I don't have those numbers anymore, but I ran a rough test just now on how long it takes for our scout container (same instance as in #4100) to pull ~3600 cases with and without custom_images (via projection={'custom_images' : 0})

It takes about 17-15s to iterate over the cursor that returns all cases with custom images, and 11-12s without. That's a reduction by 28%, which is pretty good I think.

That's a nice starting point for a speedup refactoring! I would actually do both things (omitting images when fetching the cases on case pages and not saving binary images into case docs)

dnil commented 1 year ago

We don't use the field in Solna as of yet. Your predecessor was a big fan of storing data on the db directly, which partly explains the design. I guess to avoid having to keep certain results on disk. If you are comfy with using paths instead, feel very free to suggest a change! Maybe we could do something backwards compatible, like fetch from a path for a str or try to show directly from BinData?

alkc commented 1 year ago

Interesting. I'm not in charge of scout here in Lund, but I can investigate if we absolutely need to store the images in the db.

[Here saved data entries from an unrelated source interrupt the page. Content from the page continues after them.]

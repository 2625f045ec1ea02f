//! Core types and services for the daily-diet tracker.
//!
//! This crate is deliberately free of HTTP and database dependencies. Storage
//! is reached only through the [`store::RecordStore`] trait; the session gate,
//! the meal repository and the metrics engine are written against it.

// We intentionally use native `async fn` in traits (stabilised in Rust 1.75).
// Suppress the advisory lint about `Send` bounds on the returned futures.
#![allow(async_fn_in_trait)]

pub mod error;
pub mod meal;
pub mod metrics;
pub mod repository;
pub mod session;
pub mod store;
pub mod user;

pub use error::{Error, Result};

#[cfg(test)]
mod testing;
//! Aggregate statistics over a user's meal history.

use serde::{Deserialize, Serialize};

use crate::{Error, Result, meal::Meal, session::UserIdentity, store::RecordStore};

#[derive(Debug, Clone, Copy, Default, PartialEq, Eq, Serialize, Deserialize)]
pub struct Metrics {
  #[serde(rename = "totalMeals")]
  pub total_meals:         usize,
  #[serde(rename = "totalMealsOnDiet")]
  pub total_on_diet:       usize,
  #[serde(rename = "totalMealsOffDiet")]
  pub total_off_diet:      usize,
  /// Longest run of consecutive on-diet meals in list order.
  #[serde(rename = "bestOnDietSequence")]
  pub best_on_diet_streak: usize,
}

impl Metrics {
  /// Summarise `meals`, which must already be in list order (newest first,
  /// ties in insertion order).
  pub fn from_history(meals: &[Meal]) -> Self {
    let total_on_diet = meals.iter().filter(|m| m.is_on_diet).count();
    Self {
      total_meals: meals.len(),
      total_on_diet,
      total_off_diet: meals.len() - total_on_diet,
      best_on_diet_streak: best_streak(meals.iter().map(|m| m.is_on_diet)),
    }
  }
}

/// Length of the longest run of `true` in `flags`.
pub fn best_streak(flags: impl IntoIterator<Item = bool>) -> usize {
  let mut best: usize = 0;
  let mut current: usize = 0;
  for on_diet in flags {
    current = if on_diet { current + 1 } else { 0 };
    best = best.max(current);
  }
  best
}

/// Fetch the owner's history in list order and summarise it.
pub async fn compute<S>(store: &S, owner: UserIdentity) -> Result<Metrics>
where
  S: RecordStore,
{
  let meals = store
    .list_meals_by_owner(owner.user_id)
    .await
    .map_err(Error::store)?;
  let metrics = Metrics::from_history(&meals);
  tracing::debug!(user_id = %owner.user_id, ?metrics, "computed metrics");
  Ok(metrics)
}
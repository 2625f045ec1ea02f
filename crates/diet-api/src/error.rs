//! API error type and [`axum::response::IntoResponse`] implementation.

use axum::{
  Json,
  http::StatusCode,
  response::{IntoResponse, Response},
};
use serde_json::json;
use thiserror::Error;

/// An error returned by an API handler.
#[derive(Debug, Error)]
pub enum ApiError {
  #[error("unauthorized")]
  Unauthorized,

  #[error("not found: {0}")]
  NotFound(String),

  #[error("internal error: {0}")]
  Internal(String),

  #[error("store error: {0}")]
  Store(#[source] Box<dyn std::error::Error + Send + Sync>),
}

impl From<diet_core::Error> for ApiError {
  fn from(e: diet_core::Error) -> Self {
    match e {
      diet_core::Error::Unauthorized => ApiError::Unauthorized,
      diet_core::Error::MealNotFound(_) => ApiError::NotFound("Meal not found".to_owned()),
      diet_core::Error::Store(e) => ApiError::Store(e),
    }
  }
}

impl IntoResponse for ApiError {
  fn into_response(self) -> Response {
    let (status, message) = match &self {
      ApiError::Unauthorized => (StatusCode::UNAUTHORIZED, "Unauthorized".to_owned()),
      ApiError::NotFound(m) => (StatusCode::NOT_FOUND, m.clone()),
      ApiError::Internal(m) => {
        tracing::error!(error = %m, "internal error");
        (StatusCode::INTERNAL_SERVER_ERROR, m.clone())
      }
      ApiError::Store(e) => {
        tracing::error!(error = %e, "store error");
        (StatusCode::INTERNAL_SERVER_ERROR, e.to_string())
      }
    };
    (status, Json(json!({ "error": message }))).into_response()
  }
}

northwestwitch commented 1 year ago

It could perhaps be serverd by a static endpoint by providing its path?

dnil commented 1 year ago

Sure, but you can also just do a dynamic one, or reuse an existing image serving dynamic endpoint. Compare to chromograph images, ideograms etc. scout.cases.views.host_image_aux(), scout.cases.views.host_chr_image(). Needs the filename passed along from loading and replacing the base64 encoding mechanism with a url_for('scout.cases.views.that_new_image_endpoint').

mhkc commented 1 year ago

We are ok with this change. I can recall why I stored the images in the database but we can solve any issues this is going to cause in our setup.